[Stored items]
━━━━
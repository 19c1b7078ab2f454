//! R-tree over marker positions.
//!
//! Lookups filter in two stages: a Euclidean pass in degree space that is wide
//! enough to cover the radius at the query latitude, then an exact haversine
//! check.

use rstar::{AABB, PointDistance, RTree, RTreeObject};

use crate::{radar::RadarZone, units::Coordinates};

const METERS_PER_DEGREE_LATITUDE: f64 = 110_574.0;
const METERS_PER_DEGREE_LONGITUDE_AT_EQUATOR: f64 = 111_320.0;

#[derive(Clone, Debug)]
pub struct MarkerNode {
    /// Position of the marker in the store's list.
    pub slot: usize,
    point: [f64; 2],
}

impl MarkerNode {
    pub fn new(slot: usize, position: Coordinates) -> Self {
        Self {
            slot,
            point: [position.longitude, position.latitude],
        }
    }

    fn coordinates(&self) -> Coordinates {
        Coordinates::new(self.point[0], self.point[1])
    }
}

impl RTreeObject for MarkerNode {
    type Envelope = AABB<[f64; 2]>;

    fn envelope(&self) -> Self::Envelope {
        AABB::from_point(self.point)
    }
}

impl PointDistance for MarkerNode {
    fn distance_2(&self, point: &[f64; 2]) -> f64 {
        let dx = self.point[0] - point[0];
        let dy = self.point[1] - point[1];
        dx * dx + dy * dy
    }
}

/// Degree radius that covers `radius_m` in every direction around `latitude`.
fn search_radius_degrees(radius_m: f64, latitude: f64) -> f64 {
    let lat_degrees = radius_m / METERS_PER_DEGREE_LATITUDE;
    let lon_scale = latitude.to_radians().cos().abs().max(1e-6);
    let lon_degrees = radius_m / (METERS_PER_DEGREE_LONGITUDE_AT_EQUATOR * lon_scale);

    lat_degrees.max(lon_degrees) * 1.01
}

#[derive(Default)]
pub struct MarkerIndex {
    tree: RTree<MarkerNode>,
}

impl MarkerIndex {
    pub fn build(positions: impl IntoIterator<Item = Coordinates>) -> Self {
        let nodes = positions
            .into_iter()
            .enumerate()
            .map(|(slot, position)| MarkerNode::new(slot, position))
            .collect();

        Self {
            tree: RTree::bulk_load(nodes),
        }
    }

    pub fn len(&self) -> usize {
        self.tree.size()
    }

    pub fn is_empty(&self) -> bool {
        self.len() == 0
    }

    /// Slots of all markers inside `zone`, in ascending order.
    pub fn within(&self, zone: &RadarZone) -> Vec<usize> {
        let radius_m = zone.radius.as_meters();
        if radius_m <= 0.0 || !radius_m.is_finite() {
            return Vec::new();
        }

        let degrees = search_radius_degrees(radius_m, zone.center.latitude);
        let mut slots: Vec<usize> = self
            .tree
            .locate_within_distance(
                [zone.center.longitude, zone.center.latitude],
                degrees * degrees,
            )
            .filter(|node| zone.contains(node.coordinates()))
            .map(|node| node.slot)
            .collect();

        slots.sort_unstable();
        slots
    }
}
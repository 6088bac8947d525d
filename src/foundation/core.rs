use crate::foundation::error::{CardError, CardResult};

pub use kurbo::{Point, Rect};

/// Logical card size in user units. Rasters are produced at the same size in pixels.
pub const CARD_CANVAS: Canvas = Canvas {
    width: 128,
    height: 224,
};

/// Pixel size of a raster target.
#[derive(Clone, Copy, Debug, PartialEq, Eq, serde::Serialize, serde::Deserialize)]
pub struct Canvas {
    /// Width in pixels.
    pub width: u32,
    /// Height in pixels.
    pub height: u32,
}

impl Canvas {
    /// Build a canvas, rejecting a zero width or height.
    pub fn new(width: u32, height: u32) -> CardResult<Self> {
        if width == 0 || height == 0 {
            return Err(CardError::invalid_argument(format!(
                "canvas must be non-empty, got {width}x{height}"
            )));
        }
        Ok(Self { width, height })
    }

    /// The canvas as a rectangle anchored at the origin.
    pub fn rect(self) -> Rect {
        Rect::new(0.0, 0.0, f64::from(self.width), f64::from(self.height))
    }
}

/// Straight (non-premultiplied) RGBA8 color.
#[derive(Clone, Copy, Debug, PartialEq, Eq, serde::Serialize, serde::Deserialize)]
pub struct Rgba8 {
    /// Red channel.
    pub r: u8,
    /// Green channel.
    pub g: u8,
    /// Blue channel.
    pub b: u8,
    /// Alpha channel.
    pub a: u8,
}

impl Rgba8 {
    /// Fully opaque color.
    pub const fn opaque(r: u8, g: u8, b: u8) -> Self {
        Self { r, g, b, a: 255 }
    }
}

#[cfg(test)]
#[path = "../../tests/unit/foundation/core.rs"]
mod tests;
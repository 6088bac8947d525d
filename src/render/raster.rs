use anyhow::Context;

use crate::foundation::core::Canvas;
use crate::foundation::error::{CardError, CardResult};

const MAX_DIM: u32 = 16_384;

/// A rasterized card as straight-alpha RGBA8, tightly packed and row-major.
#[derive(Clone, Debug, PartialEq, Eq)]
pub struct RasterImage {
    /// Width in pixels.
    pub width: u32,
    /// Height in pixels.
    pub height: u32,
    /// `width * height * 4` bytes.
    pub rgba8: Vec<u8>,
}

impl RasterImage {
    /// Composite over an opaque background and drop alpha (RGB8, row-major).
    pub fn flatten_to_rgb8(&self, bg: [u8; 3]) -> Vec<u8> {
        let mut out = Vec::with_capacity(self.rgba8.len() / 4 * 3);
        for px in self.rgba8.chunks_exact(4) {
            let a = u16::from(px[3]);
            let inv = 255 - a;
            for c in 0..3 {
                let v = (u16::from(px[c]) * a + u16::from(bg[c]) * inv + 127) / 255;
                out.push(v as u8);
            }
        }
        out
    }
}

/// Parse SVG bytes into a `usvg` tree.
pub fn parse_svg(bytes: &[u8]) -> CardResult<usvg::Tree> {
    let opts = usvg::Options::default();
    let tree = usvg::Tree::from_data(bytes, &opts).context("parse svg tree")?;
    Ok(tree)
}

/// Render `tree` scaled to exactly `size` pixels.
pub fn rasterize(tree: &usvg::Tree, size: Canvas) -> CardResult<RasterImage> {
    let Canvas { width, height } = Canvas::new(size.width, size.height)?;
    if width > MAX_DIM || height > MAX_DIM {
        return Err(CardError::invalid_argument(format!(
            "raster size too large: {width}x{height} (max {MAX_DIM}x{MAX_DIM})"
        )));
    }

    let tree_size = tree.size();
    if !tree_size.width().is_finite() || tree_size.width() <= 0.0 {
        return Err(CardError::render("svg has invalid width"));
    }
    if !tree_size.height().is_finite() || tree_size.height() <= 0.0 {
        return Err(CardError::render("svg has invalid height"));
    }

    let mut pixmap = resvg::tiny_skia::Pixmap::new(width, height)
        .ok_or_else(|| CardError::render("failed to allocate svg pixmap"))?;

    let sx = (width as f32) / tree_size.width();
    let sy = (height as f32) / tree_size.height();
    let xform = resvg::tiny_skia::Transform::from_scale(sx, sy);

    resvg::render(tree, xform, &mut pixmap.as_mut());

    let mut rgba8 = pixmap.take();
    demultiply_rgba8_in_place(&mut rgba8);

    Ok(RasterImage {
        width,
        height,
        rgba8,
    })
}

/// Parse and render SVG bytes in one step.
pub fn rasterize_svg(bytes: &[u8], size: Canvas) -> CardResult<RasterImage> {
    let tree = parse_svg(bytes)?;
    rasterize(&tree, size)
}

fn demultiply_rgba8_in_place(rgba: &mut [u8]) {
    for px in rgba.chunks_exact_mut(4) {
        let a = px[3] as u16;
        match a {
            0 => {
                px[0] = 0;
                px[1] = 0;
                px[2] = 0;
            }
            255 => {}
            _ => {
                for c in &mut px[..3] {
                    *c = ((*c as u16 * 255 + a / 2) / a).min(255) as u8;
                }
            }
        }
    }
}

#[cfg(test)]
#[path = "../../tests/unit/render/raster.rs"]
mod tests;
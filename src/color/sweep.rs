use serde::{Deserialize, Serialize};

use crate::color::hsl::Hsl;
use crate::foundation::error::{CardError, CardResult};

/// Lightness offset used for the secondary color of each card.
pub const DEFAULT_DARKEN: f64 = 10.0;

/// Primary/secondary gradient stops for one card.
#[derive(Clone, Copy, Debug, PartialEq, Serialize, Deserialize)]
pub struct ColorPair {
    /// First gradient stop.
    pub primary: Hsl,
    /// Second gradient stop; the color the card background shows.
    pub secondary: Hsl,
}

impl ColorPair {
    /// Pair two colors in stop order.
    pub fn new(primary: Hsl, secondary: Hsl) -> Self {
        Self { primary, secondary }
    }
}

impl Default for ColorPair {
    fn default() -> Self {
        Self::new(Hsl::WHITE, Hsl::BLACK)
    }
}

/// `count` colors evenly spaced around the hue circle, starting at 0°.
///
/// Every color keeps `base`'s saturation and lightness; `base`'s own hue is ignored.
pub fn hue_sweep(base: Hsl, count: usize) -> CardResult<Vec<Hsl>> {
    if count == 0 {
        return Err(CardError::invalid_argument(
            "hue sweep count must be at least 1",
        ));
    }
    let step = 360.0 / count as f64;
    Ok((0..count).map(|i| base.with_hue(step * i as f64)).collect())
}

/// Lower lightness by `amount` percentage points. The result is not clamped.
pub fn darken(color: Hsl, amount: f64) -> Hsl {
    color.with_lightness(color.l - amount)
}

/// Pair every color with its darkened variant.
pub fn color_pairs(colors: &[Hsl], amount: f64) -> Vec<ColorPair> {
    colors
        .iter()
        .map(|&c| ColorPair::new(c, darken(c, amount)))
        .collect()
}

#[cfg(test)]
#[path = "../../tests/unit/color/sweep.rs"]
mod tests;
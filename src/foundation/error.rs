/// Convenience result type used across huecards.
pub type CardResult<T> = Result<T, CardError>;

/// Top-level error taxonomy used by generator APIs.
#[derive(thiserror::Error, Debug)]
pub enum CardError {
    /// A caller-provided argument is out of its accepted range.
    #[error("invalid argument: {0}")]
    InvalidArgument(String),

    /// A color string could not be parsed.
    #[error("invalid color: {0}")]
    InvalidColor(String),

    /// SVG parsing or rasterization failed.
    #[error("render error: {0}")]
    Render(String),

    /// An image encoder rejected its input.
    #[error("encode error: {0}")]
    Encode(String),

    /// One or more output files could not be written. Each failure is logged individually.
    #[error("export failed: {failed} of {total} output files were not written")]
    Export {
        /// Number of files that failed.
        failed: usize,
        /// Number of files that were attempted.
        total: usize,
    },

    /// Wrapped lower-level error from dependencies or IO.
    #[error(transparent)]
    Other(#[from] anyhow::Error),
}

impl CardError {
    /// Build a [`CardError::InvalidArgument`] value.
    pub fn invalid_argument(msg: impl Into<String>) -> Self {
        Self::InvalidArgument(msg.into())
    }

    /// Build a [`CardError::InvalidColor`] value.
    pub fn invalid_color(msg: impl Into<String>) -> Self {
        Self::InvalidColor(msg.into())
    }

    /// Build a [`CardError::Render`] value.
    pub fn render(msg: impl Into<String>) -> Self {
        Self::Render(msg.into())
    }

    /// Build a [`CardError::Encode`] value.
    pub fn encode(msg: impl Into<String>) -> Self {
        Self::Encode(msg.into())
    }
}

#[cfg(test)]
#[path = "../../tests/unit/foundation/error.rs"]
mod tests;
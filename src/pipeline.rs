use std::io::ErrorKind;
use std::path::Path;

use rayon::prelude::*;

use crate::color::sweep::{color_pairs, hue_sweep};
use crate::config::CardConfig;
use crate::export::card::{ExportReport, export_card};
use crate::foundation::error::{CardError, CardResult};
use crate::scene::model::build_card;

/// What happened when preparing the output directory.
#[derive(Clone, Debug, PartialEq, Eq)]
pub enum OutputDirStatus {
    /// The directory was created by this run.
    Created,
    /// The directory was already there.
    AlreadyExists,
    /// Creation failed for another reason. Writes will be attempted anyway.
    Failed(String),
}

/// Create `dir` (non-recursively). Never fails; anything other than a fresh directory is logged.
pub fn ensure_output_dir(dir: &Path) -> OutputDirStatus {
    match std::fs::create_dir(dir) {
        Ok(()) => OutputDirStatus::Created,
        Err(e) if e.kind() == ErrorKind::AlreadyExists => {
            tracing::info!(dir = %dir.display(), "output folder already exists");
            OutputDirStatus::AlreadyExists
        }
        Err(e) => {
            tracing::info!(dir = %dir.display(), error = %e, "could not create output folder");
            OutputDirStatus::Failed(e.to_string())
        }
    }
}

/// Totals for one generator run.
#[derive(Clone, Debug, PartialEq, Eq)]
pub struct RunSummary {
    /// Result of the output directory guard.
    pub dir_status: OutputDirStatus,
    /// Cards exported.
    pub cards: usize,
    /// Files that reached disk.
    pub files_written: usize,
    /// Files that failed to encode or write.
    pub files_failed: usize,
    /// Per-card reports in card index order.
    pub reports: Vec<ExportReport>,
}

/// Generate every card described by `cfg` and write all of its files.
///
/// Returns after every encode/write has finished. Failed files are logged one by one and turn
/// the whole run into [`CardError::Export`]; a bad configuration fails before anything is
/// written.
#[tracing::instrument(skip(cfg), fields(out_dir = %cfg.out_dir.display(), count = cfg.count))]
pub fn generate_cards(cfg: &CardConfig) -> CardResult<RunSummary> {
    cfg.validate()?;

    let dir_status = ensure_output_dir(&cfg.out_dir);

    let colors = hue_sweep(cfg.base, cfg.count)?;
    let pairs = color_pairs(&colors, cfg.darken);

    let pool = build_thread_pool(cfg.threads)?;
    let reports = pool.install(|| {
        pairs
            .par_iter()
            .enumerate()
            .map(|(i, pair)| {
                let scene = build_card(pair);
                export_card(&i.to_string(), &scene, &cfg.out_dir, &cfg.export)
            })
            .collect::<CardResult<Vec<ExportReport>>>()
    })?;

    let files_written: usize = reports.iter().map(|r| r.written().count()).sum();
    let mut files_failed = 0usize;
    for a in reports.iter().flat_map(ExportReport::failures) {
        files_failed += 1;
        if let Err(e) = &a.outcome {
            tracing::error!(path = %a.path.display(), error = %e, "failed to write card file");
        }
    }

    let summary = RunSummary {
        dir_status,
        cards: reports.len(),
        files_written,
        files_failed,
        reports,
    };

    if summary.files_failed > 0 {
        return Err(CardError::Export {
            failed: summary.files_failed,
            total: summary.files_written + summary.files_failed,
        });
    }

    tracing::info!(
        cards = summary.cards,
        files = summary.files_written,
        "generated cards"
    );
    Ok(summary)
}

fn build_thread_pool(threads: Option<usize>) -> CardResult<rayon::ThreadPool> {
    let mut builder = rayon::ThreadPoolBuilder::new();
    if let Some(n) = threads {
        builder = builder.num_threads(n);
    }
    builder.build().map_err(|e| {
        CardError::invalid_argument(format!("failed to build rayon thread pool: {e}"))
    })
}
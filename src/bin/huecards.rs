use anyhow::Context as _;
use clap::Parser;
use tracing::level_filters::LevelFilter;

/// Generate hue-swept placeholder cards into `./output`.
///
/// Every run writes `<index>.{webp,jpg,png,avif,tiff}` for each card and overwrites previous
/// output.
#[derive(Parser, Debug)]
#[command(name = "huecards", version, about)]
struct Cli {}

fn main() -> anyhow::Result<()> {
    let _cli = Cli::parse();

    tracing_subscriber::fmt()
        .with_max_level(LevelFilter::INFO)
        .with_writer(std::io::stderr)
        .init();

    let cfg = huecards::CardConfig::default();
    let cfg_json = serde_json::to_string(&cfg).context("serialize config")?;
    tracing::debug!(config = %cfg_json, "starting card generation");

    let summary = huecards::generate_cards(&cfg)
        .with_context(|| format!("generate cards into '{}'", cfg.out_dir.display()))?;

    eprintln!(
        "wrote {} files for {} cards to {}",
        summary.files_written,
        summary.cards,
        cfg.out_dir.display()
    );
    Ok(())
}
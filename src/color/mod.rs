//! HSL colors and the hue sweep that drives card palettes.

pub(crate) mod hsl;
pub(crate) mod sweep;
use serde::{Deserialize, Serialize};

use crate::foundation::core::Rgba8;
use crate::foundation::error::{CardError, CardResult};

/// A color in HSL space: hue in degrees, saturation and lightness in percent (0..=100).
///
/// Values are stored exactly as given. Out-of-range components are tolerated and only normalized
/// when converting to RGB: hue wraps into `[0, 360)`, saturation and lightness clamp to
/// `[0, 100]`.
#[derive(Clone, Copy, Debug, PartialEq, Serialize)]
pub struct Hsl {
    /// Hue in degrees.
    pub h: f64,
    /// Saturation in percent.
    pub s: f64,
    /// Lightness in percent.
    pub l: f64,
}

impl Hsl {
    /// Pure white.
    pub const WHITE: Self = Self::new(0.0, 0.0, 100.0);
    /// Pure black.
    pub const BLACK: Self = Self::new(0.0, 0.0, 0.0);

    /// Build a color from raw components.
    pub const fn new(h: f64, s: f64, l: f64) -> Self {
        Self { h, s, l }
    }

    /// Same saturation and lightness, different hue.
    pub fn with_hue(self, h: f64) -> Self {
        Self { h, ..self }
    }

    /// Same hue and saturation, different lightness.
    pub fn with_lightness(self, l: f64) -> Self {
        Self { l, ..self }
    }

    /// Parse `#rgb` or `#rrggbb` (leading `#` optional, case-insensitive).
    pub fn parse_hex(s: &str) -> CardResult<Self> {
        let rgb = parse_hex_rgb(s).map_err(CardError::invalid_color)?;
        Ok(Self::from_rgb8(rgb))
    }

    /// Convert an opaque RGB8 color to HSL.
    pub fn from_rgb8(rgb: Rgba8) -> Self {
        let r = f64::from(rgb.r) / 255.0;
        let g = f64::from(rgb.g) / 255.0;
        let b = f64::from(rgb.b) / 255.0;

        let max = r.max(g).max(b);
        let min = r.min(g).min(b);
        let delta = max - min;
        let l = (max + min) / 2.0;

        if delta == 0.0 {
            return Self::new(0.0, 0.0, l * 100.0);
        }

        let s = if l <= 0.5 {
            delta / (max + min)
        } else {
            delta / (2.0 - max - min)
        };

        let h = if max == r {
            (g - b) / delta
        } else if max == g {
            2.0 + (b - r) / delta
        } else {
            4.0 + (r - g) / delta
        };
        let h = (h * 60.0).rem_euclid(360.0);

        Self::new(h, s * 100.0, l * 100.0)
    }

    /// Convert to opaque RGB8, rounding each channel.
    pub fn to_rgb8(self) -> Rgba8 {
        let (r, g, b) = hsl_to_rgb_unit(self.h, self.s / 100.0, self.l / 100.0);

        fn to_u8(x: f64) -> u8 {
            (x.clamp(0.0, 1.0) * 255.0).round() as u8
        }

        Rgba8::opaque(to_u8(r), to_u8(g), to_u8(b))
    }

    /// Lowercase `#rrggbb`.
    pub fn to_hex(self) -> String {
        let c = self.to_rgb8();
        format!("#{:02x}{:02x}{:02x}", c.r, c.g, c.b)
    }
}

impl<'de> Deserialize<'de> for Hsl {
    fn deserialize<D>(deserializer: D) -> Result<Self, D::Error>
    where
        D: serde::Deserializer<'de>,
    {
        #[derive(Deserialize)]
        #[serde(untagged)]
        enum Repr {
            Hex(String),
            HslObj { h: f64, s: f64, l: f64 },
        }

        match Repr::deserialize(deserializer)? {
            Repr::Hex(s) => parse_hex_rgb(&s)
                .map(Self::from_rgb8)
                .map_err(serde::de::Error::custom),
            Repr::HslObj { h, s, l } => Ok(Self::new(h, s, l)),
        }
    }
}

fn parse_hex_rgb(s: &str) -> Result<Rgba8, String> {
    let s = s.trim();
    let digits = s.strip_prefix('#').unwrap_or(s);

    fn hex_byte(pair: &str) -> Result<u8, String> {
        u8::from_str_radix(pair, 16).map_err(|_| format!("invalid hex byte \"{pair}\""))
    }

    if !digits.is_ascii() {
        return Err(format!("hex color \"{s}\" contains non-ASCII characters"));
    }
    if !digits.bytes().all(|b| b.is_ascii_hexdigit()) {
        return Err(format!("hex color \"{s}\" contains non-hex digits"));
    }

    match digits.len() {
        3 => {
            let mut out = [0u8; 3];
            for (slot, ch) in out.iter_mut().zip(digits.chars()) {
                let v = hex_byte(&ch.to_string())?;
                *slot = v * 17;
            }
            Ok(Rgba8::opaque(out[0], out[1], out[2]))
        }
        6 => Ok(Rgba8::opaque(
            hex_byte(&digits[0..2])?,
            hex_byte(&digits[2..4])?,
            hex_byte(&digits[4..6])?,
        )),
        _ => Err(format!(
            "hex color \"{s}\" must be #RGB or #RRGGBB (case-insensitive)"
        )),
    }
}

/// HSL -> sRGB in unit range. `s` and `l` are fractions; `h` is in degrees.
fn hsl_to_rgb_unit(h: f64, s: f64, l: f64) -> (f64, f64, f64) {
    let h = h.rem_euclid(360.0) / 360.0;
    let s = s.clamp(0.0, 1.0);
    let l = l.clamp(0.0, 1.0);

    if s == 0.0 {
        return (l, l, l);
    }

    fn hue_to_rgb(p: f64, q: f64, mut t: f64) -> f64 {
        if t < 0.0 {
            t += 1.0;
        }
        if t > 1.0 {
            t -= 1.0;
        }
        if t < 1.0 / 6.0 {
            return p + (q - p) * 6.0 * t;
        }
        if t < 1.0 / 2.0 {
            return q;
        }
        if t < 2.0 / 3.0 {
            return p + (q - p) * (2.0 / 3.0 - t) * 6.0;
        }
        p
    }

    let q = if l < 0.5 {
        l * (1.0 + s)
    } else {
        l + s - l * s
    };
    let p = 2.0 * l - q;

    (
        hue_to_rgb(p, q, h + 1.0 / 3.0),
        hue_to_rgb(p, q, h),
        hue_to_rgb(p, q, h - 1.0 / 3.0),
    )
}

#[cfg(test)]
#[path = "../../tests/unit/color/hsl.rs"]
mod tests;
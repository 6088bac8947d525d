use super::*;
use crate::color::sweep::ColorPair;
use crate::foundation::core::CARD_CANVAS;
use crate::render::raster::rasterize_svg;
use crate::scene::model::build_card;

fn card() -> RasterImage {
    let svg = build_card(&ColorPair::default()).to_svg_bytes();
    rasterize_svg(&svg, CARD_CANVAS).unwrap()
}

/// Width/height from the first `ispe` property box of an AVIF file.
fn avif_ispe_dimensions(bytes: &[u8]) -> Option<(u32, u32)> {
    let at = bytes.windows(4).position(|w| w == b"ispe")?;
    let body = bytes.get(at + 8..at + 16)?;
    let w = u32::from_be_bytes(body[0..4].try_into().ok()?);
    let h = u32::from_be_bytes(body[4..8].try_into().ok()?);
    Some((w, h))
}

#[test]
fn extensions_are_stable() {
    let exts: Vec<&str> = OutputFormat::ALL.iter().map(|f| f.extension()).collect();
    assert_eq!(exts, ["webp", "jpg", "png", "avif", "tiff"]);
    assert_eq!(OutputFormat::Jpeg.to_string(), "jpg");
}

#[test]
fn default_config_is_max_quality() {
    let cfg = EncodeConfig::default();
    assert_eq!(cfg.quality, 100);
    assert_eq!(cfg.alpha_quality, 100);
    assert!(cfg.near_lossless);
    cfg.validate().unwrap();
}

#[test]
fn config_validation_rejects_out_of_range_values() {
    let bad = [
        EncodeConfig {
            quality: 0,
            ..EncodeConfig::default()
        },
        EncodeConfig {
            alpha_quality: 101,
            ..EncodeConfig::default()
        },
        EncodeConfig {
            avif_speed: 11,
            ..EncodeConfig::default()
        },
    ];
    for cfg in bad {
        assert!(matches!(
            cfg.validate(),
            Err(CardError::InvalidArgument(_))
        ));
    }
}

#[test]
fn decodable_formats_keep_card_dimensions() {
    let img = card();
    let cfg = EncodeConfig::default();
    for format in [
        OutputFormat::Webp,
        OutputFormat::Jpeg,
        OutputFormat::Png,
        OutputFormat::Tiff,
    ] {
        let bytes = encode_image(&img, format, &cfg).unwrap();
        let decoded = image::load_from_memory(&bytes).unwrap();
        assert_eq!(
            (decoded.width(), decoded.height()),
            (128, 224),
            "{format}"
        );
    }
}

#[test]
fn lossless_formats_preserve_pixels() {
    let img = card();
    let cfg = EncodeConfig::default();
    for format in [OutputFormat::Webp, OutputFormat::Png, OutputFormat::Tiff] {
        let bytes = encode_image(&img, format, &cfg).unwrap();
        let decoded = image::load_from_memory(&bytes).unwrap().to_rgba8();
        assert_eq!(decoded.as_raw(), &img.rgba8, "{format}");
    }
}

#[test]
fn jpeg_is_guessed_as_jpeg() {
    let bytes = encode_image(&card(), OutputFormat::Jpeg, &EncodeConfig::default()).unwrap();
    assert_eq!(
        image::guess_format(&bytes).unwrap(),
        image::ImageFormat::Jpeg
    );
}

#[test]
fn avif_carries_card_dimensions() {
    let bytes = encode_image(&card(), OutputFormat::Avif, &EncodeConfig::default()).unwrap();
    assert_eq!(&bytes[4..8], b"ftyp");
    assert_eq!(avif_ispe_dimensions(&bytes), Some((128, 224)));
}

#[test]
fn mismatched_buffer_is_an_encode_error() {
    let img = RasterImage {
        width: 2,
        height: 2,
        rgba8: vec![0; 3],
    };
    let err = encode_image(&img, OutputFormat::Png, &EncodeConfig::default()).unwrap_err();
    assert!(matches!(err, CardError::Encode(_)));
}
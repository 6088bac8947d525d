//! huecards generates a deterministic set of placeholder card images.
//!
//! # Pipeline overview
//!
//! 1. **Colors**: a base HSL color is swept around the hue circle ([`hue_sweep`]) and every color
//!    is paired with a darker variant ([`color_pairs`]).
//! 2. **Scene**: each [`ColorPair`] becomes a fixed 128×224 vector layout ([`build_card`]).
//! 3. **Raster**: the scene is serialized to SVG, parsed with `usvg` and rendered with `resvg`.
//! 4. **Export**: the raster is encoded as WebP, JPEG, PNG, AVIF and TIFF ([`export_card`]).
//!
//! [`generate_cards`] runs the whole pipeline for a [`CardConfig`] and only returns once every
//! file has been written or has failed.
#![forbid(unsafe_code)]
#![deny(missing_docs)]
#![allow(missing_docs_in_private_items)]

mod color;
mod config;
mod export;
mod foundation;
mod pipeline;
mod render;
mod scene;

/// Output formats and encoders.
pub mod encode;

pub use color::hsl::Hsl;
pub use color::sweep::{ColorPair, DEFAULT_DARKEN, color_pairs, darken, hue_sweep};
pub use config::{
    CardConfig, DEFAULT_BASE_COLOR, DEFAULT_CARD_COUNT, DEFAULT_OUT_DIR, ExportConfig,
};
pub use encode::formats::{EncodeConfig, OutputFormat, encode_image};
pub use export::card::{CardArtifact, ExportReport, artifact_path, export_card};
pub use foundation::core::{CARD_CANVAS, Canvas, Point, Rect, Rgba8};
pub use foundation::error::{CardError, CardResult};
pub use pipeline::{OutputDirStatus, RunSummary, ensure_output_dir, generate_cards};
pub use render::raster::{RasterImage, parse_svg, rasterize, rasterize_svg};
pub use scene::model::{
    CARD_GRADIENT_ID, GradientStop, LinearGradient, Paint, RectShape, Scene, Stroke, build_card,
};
━━━━
Scan the entries above for the word "RadarZone". Report the lines that hold it.

use crate::{radar::RadarZone, units::Coordinates};
    pub fn within(&self, zone: &RadarZone) -> Vec<usize> {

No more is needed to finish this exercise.